__Exercise aim__. Output every line of the listing as it stands.

__Extracted records__.
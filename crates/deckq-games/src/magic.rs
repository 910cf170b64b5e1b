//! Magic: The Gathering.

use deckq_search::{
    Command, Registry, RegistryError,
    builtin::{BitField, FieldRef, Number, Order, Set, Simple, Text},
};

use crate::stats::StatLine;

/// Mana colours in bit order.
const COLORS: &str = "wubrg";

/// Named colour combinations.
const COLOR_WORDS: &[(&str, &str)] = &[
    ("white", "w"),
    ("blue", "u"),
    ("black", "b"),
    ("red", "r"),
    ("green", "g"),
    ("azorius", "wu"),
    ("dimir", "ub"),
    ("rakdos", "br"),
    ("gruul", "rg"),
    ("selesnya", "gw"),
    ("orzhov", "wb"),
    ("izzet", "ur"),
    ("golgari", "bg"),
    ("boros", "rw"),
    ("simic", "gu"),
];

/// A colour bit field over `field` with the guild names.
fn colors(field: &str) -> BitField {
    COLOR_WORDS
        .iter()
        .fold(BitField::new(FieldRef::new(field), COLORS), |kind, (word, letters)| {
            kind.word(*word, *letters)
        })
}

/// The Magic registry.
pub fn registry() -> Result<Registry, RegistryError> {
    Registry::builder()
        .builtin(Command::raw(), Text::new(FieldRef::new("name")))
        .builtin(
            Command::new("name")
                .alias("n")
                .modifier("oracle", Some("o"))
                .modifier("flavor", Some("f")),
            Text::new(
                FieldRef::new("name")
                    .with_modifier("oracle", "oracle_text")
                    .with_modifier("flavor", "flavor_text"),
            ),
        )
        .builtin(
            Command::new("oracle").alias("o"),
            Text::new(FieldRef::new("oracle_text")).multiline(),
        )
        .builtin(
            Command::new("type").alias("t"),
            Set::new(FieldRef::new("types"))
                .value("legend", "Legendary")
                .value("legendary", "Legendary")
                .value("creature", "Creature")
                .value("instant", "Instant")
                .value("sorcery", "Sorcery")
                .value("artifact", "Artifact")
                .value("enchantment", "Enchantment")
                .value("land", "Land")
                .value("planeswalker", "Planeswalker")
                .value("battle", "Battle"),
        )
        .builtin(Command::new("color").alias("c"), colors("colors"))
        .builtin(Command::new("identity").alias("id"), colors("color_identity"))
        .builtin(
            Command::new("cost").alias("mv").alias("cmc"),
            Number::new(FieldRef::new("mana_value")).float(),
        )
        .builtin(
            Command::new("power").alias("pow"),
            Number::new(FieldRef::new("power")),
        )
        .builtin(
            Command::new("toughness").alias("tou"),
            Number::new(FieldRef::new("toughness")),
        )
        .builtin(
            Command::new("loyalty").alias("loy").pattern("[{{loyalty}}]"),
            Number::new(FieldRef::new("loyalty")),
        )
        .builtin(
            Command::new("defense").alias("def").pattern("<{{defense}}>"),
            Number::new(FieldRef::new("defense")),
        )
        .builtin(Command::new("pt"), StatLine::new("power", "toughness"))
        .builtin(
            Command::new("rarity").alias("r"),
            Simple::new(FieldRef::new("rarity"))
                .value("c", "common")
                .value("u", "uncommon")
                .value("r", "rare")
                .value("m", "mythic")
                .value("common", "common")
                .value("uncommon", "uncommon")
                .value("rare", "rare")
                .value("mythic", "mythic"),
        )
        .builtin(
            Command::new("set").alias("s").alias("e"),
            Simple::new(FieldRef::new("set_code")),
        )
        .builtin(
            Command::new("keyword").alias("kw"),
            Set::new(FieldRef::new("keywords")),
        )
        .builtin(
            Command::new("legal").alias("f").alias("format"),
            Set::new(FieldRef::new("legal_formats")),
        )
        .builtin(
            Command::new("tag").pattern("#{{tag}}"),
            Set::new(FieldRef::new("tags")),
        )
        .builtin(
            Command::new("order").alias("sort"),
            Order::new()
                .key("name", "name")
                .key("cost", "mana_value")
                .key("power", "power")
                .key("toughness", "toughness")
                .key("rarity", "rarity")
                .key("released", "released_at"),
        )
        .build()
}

__Answer box__.
filename crates/deckq-games/src/magic.rs
repository 910cf170b64b5e1b
//! Magic: The Gathering.

use deckq_search::{
    Command, Registry, RegistryError,
    builtin::{BitField, FieldRef, Number, Order, Set, Simple, Text},
};

use crate::stats::StatLine;

/// Mana colours in bit order.
const COLORS: &str = "wubrg";

/// Named colour combinations.
const COLOR_WORDS: &[(&str, &str)] = &[
    ("white", "w"),
    ("blue", "u"),
    ("black", "b"),
    ("red", "r"),
    ("green", "g"),
    ("azorius", "wu"),
    ("dimir", "ub"),
    ("rakdos", "br"),
    ("gruul", "rg"),
    ("selesnya", "gw"),
    ("orzhov", "wb"),
    ("izzet", "ur"),
    ("golgari", "bg"),
    ("boros", "rw"),
    ("simic", "gu"),
];

/// A colour bit field over `field` with the guild names.
fn colors(field: &str) -> BitField {
    COLOR_WORDS
        .iter()
        .fold(BitField::new(FieldRef::new(field), COLORS), |kind, (word, letters)| {
            kind.word(*word, *letters)
        })
}

/// The Magic registry.
pub fn registry() -> Result<Registry, RegistryError> {
    Registry::builder()
        .builtin(Command::raw(), Text::new(FieldRef::new("name")))
        .builtin(
            Command::new("name")
                .alias("n")
                .modifier("oracle", Some("o"))
                .modifier("flavor", Some("f")),
            Text::new(
                FieldRef::new("name")
                    .with_modifier("oracle", "oracle_text")
                    .with_modifier("flavor", "flavor_text"),
            ),
        )
        .builtin(
            Command::new("oracle").alias("o"),
            Text::new(FieldRef::new("oracle_text")).multiline(),
        )
        .builtin(
            Command::new("type").alias("t"),
            Set::new(FieldRef::new("types"))
                .value("legend", "Legendary")
                .value("legendary", "Legendary")
                .value("creature", "Creature")
                .value("instant", "Instant")
                .value("sorcery", "Sorcery")
                .value("artifact", "Artifact")
                .value("enchantment", "Enchantment")
                .value("land", "Land")
                .value("planeswalker", "Planeswalker")
                .value("battle", "Battle"),
        )
        .builtin(Command::new("color").alias("c"), colors("colors"))
        .builtin(Command::new("identity").alias("id"), colors("color_identity"))
        .builtin(
            Command::new("cost").alias("mv").alias("cmc"),
            Number::new(FieldRef::new("mana_value")).float(),
        )
        .builtin(
            Command::new("power").alias("pow"),
            Number::new(FieldRef::new("power")),
        )
        .builtin(
            Command::new("toughness").alias("tou"),
            Number::new(FieldRef::new("toughness")),
        )
        .builtin(
            Command::new("loyalty").alias("loy").pattern("[{{loyalty}}]"),
            Number::new(FieldRef::new("loyalty")),
        )
        .builtin(
            Command::new("defense").alias("def").pattern("<{{defense}}>"),
            Number::new(FieldRef::new("defense")),
        )
        .builtin(Command::new("pt"), StatLine::new("power", "toughness"))
        .builtin(
            Command::new("rarity").alias("r"),
            Simple::new(FieldRef::new("rarity"))
                .value("c", "common")
                .value("u", "uncommon")
                .value("r", "rare")
                .value("m", "mythic")
                .value("common", "common")
                .value("uncommon", "uncommon")
                .value("rare", "rare")
                .value("mythic", "mythic"),
        )
        .builtin(
            Command::new("set").alias("s").alias("e"),
            Simple::new(FieldRef::new("set_code")),
        )
        .builtin(
            Command::new("keyword").alias("kw"),
            Set::new(FieldRef::new("keywords")),
        )
        .builtin(
            Command::new("legal").alias("f").alias("format"),
            Set::new(FieldRef::new("legal_formats")),
        )
        .builtin(
            Command::new("tag").pattern("#{{tag}}"),
            Set::new(FieldRef::new("tags")),
        )
        .builtin(
            Command::new("order").alias("sort"),
            Order::new()
                .key("name", "name")
                .key("cost", "mana_value")
                .key("power", "power")
                .key("toughness", "toughness")
                .key("rarity", "rarity")
                .key("released", "released_at"),
        )
        .build()
}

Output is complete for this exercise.